TASK REQUIREMENTS: Within the listing below, locate all lines containing the word "timer". Copy each one.

DATASET:
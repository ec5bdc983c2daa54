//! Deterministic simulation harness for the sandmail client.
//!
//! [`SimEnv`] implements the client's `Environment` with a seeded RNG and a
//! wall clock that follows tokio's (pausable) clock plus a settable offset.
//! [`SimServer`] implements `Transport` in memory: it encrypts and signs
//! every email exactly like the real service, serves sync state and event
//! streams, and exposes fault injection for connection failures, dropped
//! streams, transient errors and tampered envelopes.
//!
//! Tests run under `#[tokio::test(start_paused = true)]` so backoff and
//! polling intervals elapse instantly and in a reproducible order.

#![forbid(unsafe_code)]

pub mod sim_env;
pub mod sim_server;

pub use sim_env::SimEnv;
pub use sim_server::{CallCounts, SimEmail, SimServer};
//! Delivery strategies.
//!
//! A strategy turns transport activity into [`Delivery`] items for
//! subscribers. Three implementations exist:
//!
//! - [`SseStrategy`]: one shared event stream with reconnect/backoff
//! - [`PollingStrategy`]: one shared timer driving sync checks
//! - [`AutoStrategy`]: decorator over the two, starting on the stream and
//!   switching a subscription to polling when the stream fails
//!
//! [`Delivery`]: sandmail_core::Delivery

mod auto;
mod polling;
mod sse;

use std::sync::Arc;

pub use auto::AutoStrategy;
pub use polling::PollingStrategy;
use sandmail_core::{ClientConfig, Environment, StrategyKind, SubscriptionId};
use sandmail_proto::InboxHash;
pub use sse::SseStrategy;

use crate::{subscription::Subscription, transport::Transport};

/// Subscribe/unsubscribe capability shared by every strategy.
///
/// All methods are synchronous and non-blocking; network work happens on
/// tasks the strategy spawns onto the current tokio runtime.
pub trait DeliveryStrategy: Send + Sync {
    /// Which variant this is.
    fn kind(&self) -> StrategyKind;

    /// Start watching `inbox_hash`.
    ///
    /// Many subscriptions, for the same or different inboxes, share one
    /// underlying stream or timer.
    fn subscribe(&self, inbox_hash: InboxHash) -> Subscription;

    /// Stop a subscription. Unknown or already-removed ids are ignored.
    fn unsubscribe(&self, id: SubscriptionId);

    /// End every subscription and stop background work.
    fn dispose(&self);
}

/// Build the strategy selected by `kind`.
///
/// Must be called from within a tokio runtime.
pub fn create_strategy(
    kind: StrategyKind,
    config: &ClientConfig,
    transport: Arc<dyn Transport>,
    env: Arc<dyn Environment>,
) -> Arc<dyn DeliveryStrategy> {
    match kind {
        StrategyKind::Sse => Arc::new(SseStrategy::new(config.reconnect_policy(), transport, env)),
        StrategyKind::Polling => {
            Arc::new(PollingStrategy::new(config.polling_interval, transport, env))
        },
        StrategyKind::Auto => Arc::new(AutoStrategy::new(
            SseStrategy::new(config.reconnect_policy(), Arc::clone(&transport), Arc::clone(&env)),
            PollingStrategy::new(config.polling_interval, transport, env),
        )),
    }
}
* * *
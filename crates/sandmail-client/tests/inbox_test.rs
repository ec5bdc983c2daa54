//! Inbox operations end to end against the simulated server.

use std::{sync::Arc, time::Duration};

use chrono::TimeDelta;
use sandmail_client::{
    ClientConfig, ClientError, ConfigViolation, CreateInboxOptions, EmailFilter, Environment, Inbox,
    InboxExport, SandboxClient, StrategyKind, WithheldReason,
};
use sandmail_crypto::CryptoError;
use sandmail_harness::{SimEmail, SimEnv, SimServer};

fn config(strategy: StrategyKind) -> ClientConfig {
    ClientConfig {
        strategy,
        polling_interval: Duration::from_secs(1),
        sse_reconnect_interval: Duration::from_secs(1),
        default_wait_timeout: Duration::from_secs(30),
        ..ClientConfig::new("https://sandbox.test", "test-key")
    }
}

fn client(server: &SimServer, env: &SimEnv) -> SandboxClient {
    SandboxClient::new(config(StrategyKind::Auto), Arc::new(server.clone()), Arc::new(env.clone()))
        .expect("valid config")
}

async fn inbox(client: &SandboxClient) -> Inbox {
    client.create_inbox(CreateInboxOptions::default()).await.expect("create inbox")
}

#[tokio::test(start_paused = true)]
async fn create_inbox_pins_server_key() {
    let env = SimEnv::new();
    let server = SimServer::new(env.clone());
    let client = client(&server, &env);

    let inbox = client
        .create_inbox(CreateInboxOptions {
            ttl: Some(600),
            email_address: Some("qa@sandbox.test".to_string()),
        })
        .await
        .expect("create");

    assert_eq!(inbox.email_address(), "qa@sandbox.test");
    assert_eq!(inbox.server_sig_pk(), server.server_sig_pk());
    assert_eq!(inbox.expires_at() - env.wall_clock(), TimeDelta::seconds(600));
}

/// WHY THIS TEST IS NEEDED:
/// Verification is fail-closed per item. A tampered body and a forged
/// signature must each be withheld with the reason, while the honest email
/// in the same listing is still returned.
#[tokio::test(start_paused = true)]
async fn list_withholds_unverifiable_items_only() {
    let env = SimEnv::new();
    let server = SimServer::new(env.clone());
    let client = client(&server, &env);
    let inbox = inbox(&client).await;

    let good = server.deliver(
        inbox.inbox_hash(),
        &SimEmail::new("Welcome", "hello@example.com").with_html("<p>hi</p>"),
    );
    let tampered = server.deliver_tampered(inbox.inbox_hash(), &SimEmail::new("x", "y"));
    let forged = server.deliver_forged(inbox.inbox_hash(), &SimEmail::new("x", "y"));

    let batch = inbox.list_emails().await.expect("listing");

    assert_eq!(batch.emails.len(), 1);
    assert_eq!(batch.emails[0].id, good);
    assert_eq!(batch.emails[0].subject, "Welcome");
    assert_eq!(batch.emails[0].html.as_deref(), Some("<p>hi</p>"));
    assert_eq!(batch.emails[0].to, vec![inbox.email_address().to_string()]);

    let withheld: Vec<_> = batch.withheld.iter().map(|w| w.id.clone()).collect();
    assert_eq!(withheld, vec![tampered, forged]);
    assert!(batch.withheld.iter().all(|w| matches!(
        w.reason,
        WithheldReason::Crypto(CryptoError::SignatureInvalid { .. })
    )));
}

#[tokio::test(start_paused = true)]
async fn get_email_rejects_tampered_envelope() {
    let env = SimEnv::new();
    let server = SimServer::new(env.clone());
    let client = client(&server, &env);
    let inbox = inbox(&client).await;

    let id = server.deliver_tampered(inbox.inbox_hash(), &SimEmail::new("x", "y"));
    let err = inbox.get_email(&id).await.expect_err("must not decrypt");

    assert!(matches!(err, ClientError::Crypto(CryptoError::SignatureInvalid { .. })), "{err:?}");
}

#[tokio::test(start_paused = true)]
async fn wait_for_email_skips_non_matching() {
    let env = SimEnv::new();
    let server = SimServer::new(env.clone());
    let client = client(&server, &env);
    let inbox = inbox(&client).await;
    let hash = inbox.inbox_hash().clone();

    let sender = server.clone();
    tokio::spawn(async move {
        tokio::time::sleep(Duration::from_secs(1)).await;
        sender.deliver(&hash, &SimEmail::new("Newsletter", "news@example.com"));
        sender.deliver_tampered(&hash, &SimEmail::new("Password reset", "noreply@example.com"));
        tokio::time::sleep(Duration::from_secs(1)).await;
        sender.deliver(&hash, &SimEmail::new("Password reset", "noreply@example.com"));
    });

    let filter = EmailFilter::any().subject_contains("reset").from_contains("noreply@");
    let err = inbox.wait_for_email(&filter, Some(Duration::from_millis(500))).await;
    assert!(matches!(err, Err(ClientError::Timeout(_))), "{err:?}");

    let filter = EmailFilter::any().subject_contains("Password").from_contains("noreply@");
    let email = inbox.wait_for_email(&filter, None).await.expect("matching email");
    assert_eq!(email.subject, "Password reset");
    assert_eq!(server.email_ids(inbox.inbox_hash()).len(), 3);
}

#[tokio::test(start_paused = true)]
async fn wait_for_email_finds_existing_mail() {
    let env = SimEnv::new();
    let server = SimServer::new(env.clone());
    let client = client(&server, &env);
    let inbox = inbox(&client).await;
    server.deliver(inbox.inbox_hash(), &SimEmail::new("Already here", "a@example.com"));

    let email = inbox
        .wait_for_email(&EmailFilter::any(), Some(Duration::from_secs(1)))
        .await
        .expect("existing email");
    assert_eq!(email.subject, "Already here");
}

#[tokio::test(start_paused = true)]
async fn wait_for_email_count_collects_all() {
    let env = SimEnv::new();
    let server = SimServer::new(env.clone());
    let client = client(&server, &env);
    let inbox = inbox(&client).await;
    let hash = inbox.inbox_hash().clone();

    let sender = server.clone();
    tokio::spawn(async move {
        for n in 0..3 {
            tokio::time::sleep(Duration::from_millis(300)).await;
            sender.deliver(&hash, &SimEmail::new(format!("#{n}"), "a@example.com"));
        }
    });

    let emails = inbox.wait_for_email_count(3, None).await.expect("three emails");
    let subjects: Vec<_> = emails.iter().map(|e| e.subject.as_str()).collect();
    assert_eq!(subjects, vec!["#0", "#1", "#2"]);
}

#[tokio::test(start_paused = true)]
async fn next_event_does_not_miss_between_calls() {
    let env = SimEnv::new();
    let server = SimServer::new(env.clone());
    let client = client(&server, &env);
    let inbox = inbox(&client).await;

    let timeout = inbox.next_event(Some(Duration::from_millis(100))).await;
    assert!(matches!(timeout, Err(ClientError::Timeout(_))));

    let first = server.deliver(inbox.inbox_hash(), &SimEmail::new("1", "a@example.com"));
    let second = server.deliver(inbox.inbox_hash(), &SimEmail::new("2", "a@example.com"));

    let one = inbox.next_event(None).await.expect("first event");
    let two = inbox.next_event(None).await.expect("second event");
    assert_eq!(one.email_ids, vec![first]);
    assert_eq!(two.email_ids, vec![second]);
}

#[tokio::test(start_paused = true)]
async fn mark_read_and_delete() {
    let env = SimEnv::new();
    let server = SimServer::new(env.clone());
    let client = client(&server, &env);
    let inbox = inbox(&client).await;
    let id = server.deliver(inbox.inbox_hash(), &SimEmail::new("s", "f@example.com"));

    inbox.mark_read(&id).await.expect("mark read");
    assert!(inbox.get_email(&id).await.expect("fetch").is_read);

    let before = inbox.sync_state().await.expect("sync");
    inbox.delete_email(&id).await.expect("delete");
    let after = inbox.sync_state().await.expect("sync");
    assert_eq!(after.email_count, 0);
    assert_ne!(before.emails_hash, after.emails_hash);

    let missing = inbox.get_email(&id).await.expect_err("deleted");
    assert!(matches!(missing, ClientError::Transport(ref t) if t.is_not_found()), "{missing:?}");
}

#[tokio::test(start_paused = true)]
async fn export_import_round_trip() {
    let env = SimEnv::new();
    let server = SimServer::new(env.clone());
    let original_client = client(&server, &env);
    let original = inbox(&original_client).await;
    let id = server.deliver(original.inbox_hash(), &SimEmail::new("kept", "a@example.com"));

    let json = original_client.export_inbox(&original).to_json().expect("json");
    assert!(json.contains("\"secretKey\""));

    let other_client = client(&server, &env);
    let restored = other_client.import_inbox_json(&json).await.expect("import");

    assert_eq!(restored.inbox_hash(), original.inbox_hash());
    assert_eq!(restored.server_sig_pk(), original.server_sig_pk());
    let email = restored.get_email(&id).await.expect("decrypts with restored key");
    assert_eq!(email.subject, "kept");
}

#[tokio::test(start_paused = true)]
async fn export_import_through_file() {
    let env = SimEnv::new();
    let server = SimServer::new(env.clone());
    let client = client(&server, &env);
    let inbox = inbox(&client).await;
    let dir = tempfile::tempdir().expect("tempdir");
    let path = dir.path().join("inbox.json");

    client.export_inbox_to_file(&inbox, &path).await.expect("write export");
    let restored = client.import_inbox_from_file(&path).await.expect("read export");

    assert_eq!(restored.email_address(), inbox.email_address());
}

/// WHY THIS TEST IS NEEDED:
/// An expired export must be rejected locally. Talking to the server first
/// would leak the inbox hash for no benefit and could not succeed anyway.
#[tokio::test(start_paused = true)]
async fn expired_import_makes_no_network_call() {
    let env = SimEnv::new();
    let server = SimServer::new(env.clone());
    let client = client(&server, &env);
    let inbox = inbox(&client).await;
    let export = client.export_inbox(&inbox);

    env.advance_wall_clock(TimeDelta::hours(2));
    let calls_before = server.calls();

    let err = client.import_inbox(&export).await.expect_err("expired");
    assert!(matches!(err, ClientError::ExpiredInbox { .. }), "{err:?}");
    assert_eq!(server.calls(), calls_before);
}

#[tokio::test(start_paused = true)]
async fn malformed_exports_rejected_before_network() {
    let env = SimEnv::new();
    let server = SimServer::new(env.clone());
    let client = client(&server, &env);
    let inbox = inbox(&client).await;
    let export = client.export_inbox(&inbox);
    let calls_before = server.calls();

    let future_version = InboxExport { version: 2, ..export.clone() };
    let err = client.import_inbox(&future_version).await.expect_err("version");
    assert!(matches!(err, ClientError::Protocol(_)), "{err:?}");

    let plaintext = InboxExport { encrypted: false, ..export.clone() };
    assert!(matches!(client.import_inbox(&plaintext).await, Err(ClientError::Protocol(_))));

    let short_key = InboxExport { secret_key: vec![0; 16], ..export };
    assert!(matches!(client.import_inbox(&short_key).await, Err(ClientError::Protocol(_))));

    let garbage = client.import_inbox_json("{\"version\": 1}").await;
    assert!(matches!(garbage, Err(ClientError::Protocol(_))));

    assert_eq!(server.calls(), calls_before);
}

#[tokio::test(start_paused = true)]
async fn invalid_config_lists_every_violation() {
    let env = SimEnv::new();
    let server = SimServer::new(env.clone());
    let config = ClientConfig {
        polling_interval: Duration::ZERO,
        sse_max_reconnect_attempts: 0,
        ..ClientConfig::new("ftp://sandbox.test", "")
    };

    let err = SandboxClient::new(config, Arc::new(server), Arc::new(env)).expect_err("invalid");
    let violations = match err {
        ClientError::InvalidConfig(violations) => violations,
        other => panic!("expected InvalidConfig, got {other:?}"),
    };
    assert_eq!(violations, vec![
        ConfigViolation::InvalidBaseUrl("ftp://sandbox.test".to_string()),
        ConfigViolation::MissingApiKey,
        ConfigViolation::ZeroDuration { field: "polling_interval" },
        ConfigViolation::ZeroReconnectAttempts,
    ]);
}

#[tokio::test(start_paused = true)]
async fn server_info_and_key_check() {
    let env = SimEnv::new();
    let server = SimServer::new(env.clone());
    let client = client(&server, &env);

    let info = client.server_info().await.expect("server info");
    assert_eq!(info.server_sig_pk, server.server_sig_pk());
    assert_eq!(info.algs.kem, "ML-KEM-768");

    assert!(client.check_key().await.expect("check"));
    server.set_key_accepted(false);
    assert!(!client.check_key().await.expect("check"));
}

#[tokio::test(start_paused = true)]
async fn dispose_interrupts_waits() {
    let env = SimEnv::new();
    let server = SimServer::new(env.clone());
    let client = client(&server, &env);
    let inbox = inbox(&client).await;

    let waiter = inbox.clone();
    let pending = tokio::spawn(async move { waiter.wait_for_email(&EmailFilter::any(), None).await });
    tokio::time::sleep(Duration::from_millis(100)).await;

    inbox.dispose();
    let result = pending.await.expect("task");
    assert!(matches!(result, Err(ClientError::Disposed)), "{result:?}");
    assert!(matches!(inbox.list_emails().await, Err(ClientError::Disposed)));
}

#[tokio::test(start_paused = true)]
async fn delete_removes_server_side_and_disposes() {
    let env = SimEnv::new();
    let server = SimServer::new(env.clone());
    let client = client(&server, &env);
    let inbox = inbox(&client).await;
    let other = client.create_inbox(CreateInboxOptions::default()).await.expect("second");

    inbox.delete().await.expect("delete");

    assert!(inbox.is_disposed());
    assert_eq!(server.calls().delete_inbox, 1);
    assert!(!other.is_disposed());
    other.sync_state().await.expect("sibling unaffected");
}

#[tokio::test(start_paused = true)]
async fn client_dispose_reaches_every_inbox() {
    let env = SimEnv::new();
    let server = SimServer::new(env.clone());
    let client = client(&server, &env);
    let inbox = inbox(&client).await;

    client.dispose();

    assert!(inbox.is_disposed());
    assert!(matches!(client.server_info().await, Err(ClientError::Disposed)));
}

YOUR RESPONSE:
//! - [`PollingStrategy`]: one shared timer driving sync checks
    /// underlying stream or timer.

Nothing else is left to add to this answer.